2010年3月30日火曜日

福島へ行ってきました。

先日紹介した小池友美写真展『穏やかな光』を見に、昨日、急遽福島へ行ってきました。仙台からは高速バスで約1時間15分、ひと眠りしているともう着いてしまうような感じで、旅行気分まではありませんが、日頃近場しか出歩けない僕にとっては少し気分転換をしたくなったのだと思います。


福島駅前でバスを降りたとたんに、雲行きが怪しくなり、見る見るうちに当たりが暗くなり始めたかと思うと、季節外れの大雪が降り始めました。とりあえず、駅ビルに飛び込み、外を眺めながら、参ったなと思いながら、さてどうやって会場に行こうかを考えていました。徒歩では20分、バスも出ているようですが一体どれに乗ったらよいのかが分からずにしばらくぼやっと舞い降る雪を見ていました。それから、何の当てもなく30分程駅ビルの中をウロウロと散策し、しかたないから傘でも買おうかと思っていた矢先に、窓ガラスから光が入り込んでいる様子が目に留まりました。窓ガラスに近寄り、外を見ると、明るい光が雲の切れ間から現われ出し、雪も小振りになっていました。

にわか雪です。

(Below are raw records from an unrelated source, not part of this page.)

use thiserror::Error;

#[derive(Error, Debug)]
pub enum LinecountError {
    #[error("Configuration error: {0}")]
    Config(#[from] config::ConfigError),

    #[error("IO error: {0}")]
    Io(#[from] std::io::Error),

    #[error("Parameter error: {0}")]
    Parameter(#[from] ParameterError),

    #[error("Frame source error: {0}")]
    Source(#[from] SourceError),

    #[error("Analyzer error: {0}")]
    Analyzer(#[from] AnalyzerError),

    #[error("Display error: {0}")]
    Display(#[from] DisplayError),

    #[error("Input error: {0}")]
    Input(#[from] InputError),

    #[error("System error: {message}")]
    System { message: String },

    #[error("Component error in {component}: {message}")]
    Component { component: String, message: String },
}

impl LinecountError {
    pub fn system<S: Into<String>>(message: S) -> Self {
        Self::System {
            message: message.into(),
        }
    }

    pub fn component<S: Into<String>>(component: S, message: S) -> Self {
        Self::Component {
            component: component.into(),
            message: message.into(),
        }
    }
}

/// Failures around the tunable parameter set and its persisted document.
///
/// None of these stop the frame loop; they end up as an operator status toast.
#[derive(Error, Debug)]
pub enum ParameterError {
    #[error("Parameter file I/O failed for {path}: {source}")]
    ConfigIo {
        path: String,
        #[source]
        source: std::io::Error,
    },

    #[error("Malformed parameter document {path}: {details}")]
    ConfigParse { path: String, details: String },

    #[error("Parameter document {path} contained no matching parameters")]
    NoMatchingParameters { path: String },

    #[error("Unknown parameter: {0}")]
    UnknownParameter(String),
}

#[derive(Error, Debug)]
pub enum SourceError {
    #[error("Failed to open frame source {path}: {details}")]
    Open { path: String, details: String },

    #[error("Failed to decode frame {path}: {details}")]
    Decode { path: String, details: String },

    #[error("Frame size mismatch: expected {expected:?}, got {actual:?}")]
    SizeMismatch {
        expected: (u32, u32),
        actual: (u32, u32),
    },

    #[error("Frame source exhausted")]
    EndOfStream,
}

#[derive(Error, Debug)]
pub enum AnalyzerError {
    #[error("Frame processing failed: {details}")]
    FrameProcessing { details: String },

    #[error("Frame dimensions differ: current {current:?}, previous {previous:?}")]
    DimensionMismatch {
        current: (u32, u32),
        previous: (u32, u32),
    },
}

#[derive(Error, Debug)]
pub enum DisplayError {
    #[error("Display device {device} unavailable: {details}")]
    Device { device: String, details: String },

    #[error("Display format conversion failed: {details}")]
    FormatConversion { details: String },

    #[error("Font loading failed for {path}: {details}")]
    Font { path: String, details: String },

    #[error("Failed to write display output: {details}")]
    Write { details: String },
}

#[derive(Error, Debug)]
pub enum InputError {
    #[error("Terminal raw mode unavailable: {details}")]
    Terminal { details: String },

    #[error("Failed to open input device {device}: {details}")]
    DeviceOpen { device: String, details: String },

    #[error("Input device {0} not found")]
    DeviceNotFound(String),

    #[error("Permission denied for input device {0}")]
    PermissionDenied(String),

    #[error("Button input not available on this system")]
    NotAvailable,
}

pub type Result<T> = std::result::Result<T, LinecountError>;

夏のにわか雨は何度となく経験していましたが、これほどまでのにわか雪は初めてです。ほんの30分でしたからね。まぁ、これで歩いていけるなと駅ビルを飛び出して行ったのです。

国道13号線を仙台方面に向かってひたすら真っすぐ歩いていると、間もなく郵便局が見えてきます。その先の信号を左に曲がると、会場の福島市写真美術館が見えてくるはずです。大正に建てられた瀟洒な作りをしているとHPには掲載されていましたが、周囲に建物が無い分、より一層その風格を現しながらも、何かとても控えめな佇まいをしているようにも感じました。

何か、前置きが長くなってしまいましたが、入口の木製の扉を入り、すぐ右手で写真展は行われていました。会場に入り、ひととおり回ってから、思わず出た一言「いいなぁ」。何だそれはと思うでしょうが、素直にそんなことを感じられる写真展ってあまりないのです。昨今のコンセプト、テーマ性重視で、ともすればよく分からないことが良しとも思わせるようなものや、突拍子もないような表現や大きさだけが目立ったようなものとは明らかに違う、写真との向き合い方が見えました。

多くのイメージは明るいトーンと淡い色合いで統一され、ひとつひとつを見ていても楽しいのですが、展示としての全体の流れがとても素直で、何より分かりやすい構成であったように感じました。

時間の関係で、小池さんとはほとんどお話は出来なかったのですが、これからもどんどん発表を続けてほしいと願いながら、帰路のバスに乗り込んだのでした。